(Your task) Which lines of the data below hold "Serialize"? Copy each of them.
=-=-=
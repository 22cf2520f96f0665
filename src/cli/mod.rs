//! # CLI Module
//!
//! Command-line layer of moodtune. Each command opens a [`Session`] (token
//! manager, discovery client, Spotify client and fallback catalog wired from
//! the environment), runs one operation and prints the result.
//!
//! ## Commands
//!
//! - [`serve`] - Runs the auth bridge in the foreground
//! - [`link`] - Links a Spotify account through the bridge's redirect
//! - [`logout`] - Forgets stored tokens
//! - [`list_moods`] - Lists moods with their genres
//! - [`search`] - Searches tracks, mixing in Hindi results
//! - [`recommend`] - Tracks for one mood
//! - [`hindi`] - Bollywood picks
//! - [`track`] - Details and audio features of one track
//! - [`play`] - Plays previews through the default audio output
//!
//! ## Architecture
//!
//! ```text
//! CLI Layer (User Interface)
//!     ↓
//! Management Layer (Token lifecycle)
//!     ↓
//! Spotify Layer (Resource API and Web API clients)
//!     ↓
//! Network Layer (HTTP Requests)
//! ```
//!
//! Discovery commands never fail on network or auth problems: the library
//! serves sample tracks instead, and the track tables show which playback
//! source each row would resolve to.
//!
//! ## Usage
//!
//! ```bash
//! moodtune serve                  # Run the auth bridge
//! moodtune link                   # Link a Spotify account
//! moodtune recommend happy        # Mood picks
//! moodtune search "lofi beats"    # Search
//! moodtune play "lofi beats"      # Play previews of the results
//! ```

mod auth;
mod moods;
mod play;
mod serve;
mod session;
mod tracks;

use std::time::Duration;

use indicatif::{ProgressBar, ProgressStyle};

pub use auth::link;
pub use auth::logout;
pub use moods::list_moods;
pub use play::play;
pub use serve::serve;
pub use session::Session;
pub use tracks::hindi;
pub use tracks::recommend;
pub use tracks::search;
pub use tracks::track;

fn spinner(message: &str) -> ProgressBar {
    let pb = ProgressBar::new_spinner();
    pb.set_message(message.to_string());
    pb.enable_steady_tick(Duration::from_millis(100));
    pb.set_style(
        ProgressStyle::with_template("{spinner:.blue} {msg}")
            .unwrap_or_else(|_| ProgressStyle::default_spinner())
            .tick_chars("⠋⠙⠹⠸⠼⠴⠦⠧⠇⠏"),
    );
    pb
}
use chrono::Utc;
use serde::{Deserialize, Serialize};

use crate::types::TokenGrant;

/// Current wall clock in milliseconds since the epoch.
pub fn now_ms() -> i64 {
    Utc::now().timestamp_millis()
}

/// The access/refresh token pair and the instant the access token expires.
///
/// Always persisted as a single document so the three fields change together.
#[derive(Debug, Clone, Default, PartialEq, Eq, Serialize, Deserialize)]
pub struct TokenState {
    pub access_token: Option<String>,
    pub refresh_token: Option<String>,
    pub expires_at_ms: Option<i64>,
}

impl TokenState {
    /// Builds the state following a grant obtained at `now_ms`.
    ///
    /// A grant without a refresh token keeps `previous_refresh`; the token
    /// endpoint only rotates it occasionally.
    pub fn from_grant(grant: TokenGrant, now_ms: i64, previous_refresh: Option<String>) -> Self {
        let lifetime_ms = i64::try_from(grant.expires_in)
            .unwrap_or(i64::MAX / 2)
            .saturating_mul(1000);

        Self {
            access_token: Some(grant.access_token),
            refresh_token: grant.refresh_token.or(previous_refresh),
            expires_at_ms: Some(now_ms.saturating_add(lifetime_ms)),
        }
    }

    /// Expired means `now > expiry`; a missing expiry counts as expired.
    pub fn is_expired(&self, now_ms: i64) -> bool {
        match self.expires_at_ms {
            Some(expiry) => now_ms > expiry,
            None => true,
        }
    }

    /// The access token, if present and not expired.
    pub fn usable_token(&self, now_ms: i64) -> Option<&str> {
        if self.is_expired(now_ms) {
            return None;
        }
        self.access_token.as_deref()
    }

    /// No token of either kind is held.
    pub fn is_empty(&self) -> bool {
        self.access_token.is_none() && self.refresh_token.is_none()
    }
}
=-=-=
(Solution)
use serde::{Deserialize, Serialize};
#[derive(Debug, Clone, Default, PartialEq, Eq, Serialize, Deserialize)]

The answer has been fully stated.